In Sara Nishe Adams’ book The Reading List, one of the main characters, Aleisha, has a summer job at the Harrow Road Library, a small neighborhood library in danger of closing. The library has been forgotten by residents in the bustle of daily life. Aleisha is at the checkout desk and is not in a good mood when an old man, Mukesh, cannot even open the door to the library. She is short with him, and he leaves upset. Aleisha’s boss takes her to task about her behavior. She is the librarian he tells her. She needs to take her responsibilities seriously. Aleisha is young. She doesn’t like being scolded, but she got this job because her brother, Aidan loved this library and he had also worked there one summer. She decided she would behave for her brother’s sake. When Mukesh forces himself to return to the library Aleisha is a different person. She has found a list in the library, left on a table. It’s a reading list. The first book on the list is To Kill a Mockingbird, although the first book mentioned in a chapter title is The Time Traveler’s Wife.
Mukesh lost his wife to cancer. She was a voracious reader. Mukesh was not. His wife also read books with her granddaughter Priya, and Priya became a book lover like Naina. Mukesh was not making much headway with Priya. She would find a chair at his house and read and ignore her grandfather. When Aleisha recommended that Mukesh read To Kill a Mockingbird, the book interrupted his grief and gave him a way to stay close to his wife even after death. This also gave him a way to be more pleasing in the eyes of his granddaughter, Priya.
In fact, everyone who found that reading list, including Leonora, Chris, Indira, Izzy, Joseph, Gigi, Aleisha, Mukesh found their lives changed by the characters and themes in those books and by sharing their thoughts about the books with others. Eventually, it seems, the repercussions from this ‘reading list’ may even end up saving the Harrow Road Library.
This is a simple tale that ends up having more depth than you would think. The problems these characters are dealing with in their personal lives are rather serious ones that could derail a life, and in real life such traumas do psychological damage that loneliness exacerbates. Some of these characters have lost loved ones, some are troubled by social difficulties, one character is dealing with such hopelessness that he cannot cope with it.
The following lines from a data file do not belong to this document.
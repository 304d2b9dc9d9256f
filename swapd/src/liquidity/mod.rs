//! The autonomous liquidity manager. On every tick it inspects channel
//! balances against operator rules, requests quotes for the swaps that would
//! restore the configured thresholds, filters them through fee limits, a
//! global fee budget and per-target failure back-off, and dispatches the
//! survivors.

pub(crate) mod autolooper;
pub(crate) mod backoff;
pub(crate) mod budget;
pub(crate) mod fees;
pub(crate) mod params;
pub(crate) mod rule;
pub(crate) mod suggest;
#[cfg(test)]
pub(crate) mod test_utils;

use std::sync::{Arc, Mutex};
use std::time::SystemTime;

use crate::client::SwapClient;
use crate::liquidity::params::{ParamValidationError, Parameters};

/// Label attached to automatically dispatched loop outs.
pub(crate) const AUTOLOOP_OUT_LABEL: &str = "autoloop-out";

/// Label attached to automatically dispatched loop ins.
pub(crate) const AUTOLOOP_IN_LABEL: &str = "autoloop-in";

/// Initiator recorded on automatically dispatched swaps.
pub(crate) const AUTOLOOP_INITIATOR: &str = "autoloop";

/// Whether a stored swap was dispatched by the autolooper. Operator-initiated
/// swaps never count against the autoloop budget or in-flight slots.
pub(crate) fn is_autoloop_label(label: &str) -> bool {
	label == AUTOLOOP_OUT_LABEL || label == AUTOLOOP_IN_LABEL
}

/// Injected time source. All wall-clock reads go through this so tests can
/// drive the manager deterministically.
pub(crate) trait Clock: Send + Sync {
	fn now(&self) -> SystemTime;
}

pub(crate) struct SystemClock;

impl Clock for SystemClock {
	fn now(&self) -> SystemTime {
		SystemTime::now()
	}
}

/// Owns the autoloop parameters and runs the per-tick decision pipeline.
///
/// Readers take a parameter snapshot at tick start; [`set_parameters`]
/// validates and replaces the record atomically, so a tick in progress keeps
/// the snapshot it started with.
///
/// [`set_parameters`]: LiquidityManager::set_parameters
pub(crate) struct LiquidityManager {
	client: Arc<dyn SwapClient>,
	clock: Arc<dyn Clock>,
	params: Mutex<Parameters>,
}

impl LiquidityManager {
	pub(crate) fn new(
		client: Arc<dyn SwapClient>, clock: Arc<dyn Clock>, params: Parameters,
	) -> Result<Self, ParamValidationError> {
		params.validate(clock.now())?;
		Ok(Self { client, clock, params: Mutex::new(params) })
	}

	pub(crate) fn parameters(&self) -> Parameters {
		self.params.lock().unwrap().clone()
	}

	pub(crate) fn set_parameters(&self, params: Parameters) -> Result<(), ParamValidationError> {
		params.validate(self.clock.now())?;
		*self.params.lock().unwrap() = params;
		Ok(())
	}

	pub(crate) fn client(&self) -> &Arc<dyn SwapClient> {
		&self.client
	}

	pub(crate) fn clock(&self) -> &Arc<dyn Clock> {
		&self.clock
	}
}
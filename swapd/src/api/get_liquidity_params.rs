use crate::api::error::ServerError;
use crate::api::types::{GetLiquidityParamsRequest, GetLiquidityParamsResponse, LiquidityParams};
use crate::service::Context;

pub(crate) const GET_LIQUIDITY_PARAMS_PATH: &str = "GetLiquidityParams";

pub(crate) async fn handle_get_liquidity_params_request(
	context: Context, _request: GetLiquidityParamsRequest,
) -> Result<GetLiquidityParamsResponse, ServerError> {
	let parameters = LiquidityParams::from(&context.manager.parameters());
	Ok(GetLiquidityParamsResponse { parameters })
}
Not everyone is saved. But a community of fictional characters, relevant plots, and a cause offers a reset to more than one of the characters in The Reading List, who are intended to represent real people.
Who made the copies of this book list and distributed them? Will we find out? What nationalities are these people who all live in London now? Do people from Kenya eat Indian food? What is the religion of many of the characters? Does it matter if we know the answers to any of these questions when the same solution seemed to work to pull almost everyone out of their personal preoccupations and isolation. It’s a sweet book. I know we are not supposed to use the word ‘sweet’ when describing literature. There is bitterness in this story also. But it is an uplifting story overall and it would not hurt anyone to read the books on that reading list. In fact, I might read some of them again.